Many skipper's choose to paint their Victoria's in their own personal color schemes and ignore the kit graphics. In addition to making their boats more easily identifiable, applying your own paint scheme allows your imagination to run wild. Here are a few tips to get the best possible finish.

The hull, transom cover, keel wing and bulb, and rudder should be painted separately. Start with the hull. The hull comes from the kit with a very smooth, shiny surface. This is ideal if it is to be left unpainted, but will cause the paint to run very easily if left unprepared, making for a marred finish. Remove the "slickness" by lightly sanding the hull with #200 grade sandpaper, just enough to rough up the finish. Wash the hull thoroughly afterward to remove any fine grit. It is now best to apply a coat of primer, I recommend Krylon, but you may use what you prefer. Cover the hull thoroughly with the primer and let dry. After the primer has dried sand lightly with #200 to #500 grade sandpaper smoothing and removing any imperfections. The hull is now ready to paint.
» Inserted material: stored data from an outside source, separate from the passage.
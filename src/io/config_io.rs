use std::fs;
use std::path::{Path, PathBuf};

use crate::io::workspace_io::WorkspaceError;
use crate::model::config::WorkspaceConfig;
use crate::model::workspace::Workspace;

pub const CONFIG_FILE: &str = "plaindeck.toml";

/// Walk up from `start` looking for a plaindeck.toml
pub fn discover_config(start: &Path) -> Option<PathBuf> {
    let mut current = start.to_path_buf();
    loop {
        let candidate = current.join(CONFIG_FILE);
        if candidate.is_file() {
            return Some(candidate);
        }
        if !current.pop() {
            return None;
        }
    }
}

/// Load a workspace from an explicit config file.
///
/// The root defaults to the config file's directory; a relative `root`
/// resolves against that directory.
pub fn load_config(config_path: &Path) -> Result<Workspace, WorkspaceError> {
    let text = fs::read_to_string(config_path).map_err(|e| WorkspaceError::ReadError {
        path: config_path.to_path_buf(),
        source: e,
    })?;
    let config: WorkspaceConfig = toml::from_str(&text)?;

    let config_dir = match config_path.parent() {
        Some(dir) if !dir.as_os_str().is_empty() => dir.to_path_buf(),
        _ => PathBuf::from("."),
    };
    let root = match &config.workspace.root {
        Some(root) if root.is_absolute() => root.clone(),
        Some(root) => config_dir.join(root),
        None => config_dir,
    };

    tracing::debug!(config = %config_path.display(), root = %root.display(), "loaded config");
    Ok(Workspace {
        root,
        config,
        config_path: Some(config_path.to_path_buf()),
    })
}

/// Load the workspace for `start`: the nearest plaindeck.toml at or above it,
/// or built-in defaults rooted at `start` when there is none.
pub fn load_or_default(start: &Path) -> Result<Workspace, WorkspaceError> {
    match discover_config(start) {
        Some(path) => load_config(&path),
        None => {
            tracing::debug!(root = %start.display(), "no config found, using defaults");
            Ok(Workspace {
                root: start.to_path_buf(),
                config: WorkspaceConfig::default(),
                config_path: None,
            })
        }
    }
}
After some experimentation with other brands, I recommend Krylon spray paint because it is very durable, dries fast, and comes in many colors. Do not use the epoxy paint, it is too heavy and you do not need the weight (though it may be best for the keel bulb, which chips easily). If you are painting multiple colors start with the lightest color first and work your way to the darker color(s). For example, my own Defiant is white and blue, so I painted the whole boat white, then painted the blue over the white in the desired areas. Apply the paint in a reasonable well ventilated, dust free area. As you apply the paint, wait for it to look a little "wet" and glossy before moving the nozzle, while remembering that two thin coats are better than one thick one. Thin coats are also less likely to run. If you do get runs, wait for the paint to dry completely, sand them out, and re-paint. Allow the paint to dry overnight to a hard finish. If a boat is sailed before the paint is thoroughly dry, blisters, smears, and rough spots will likely form, so be patient!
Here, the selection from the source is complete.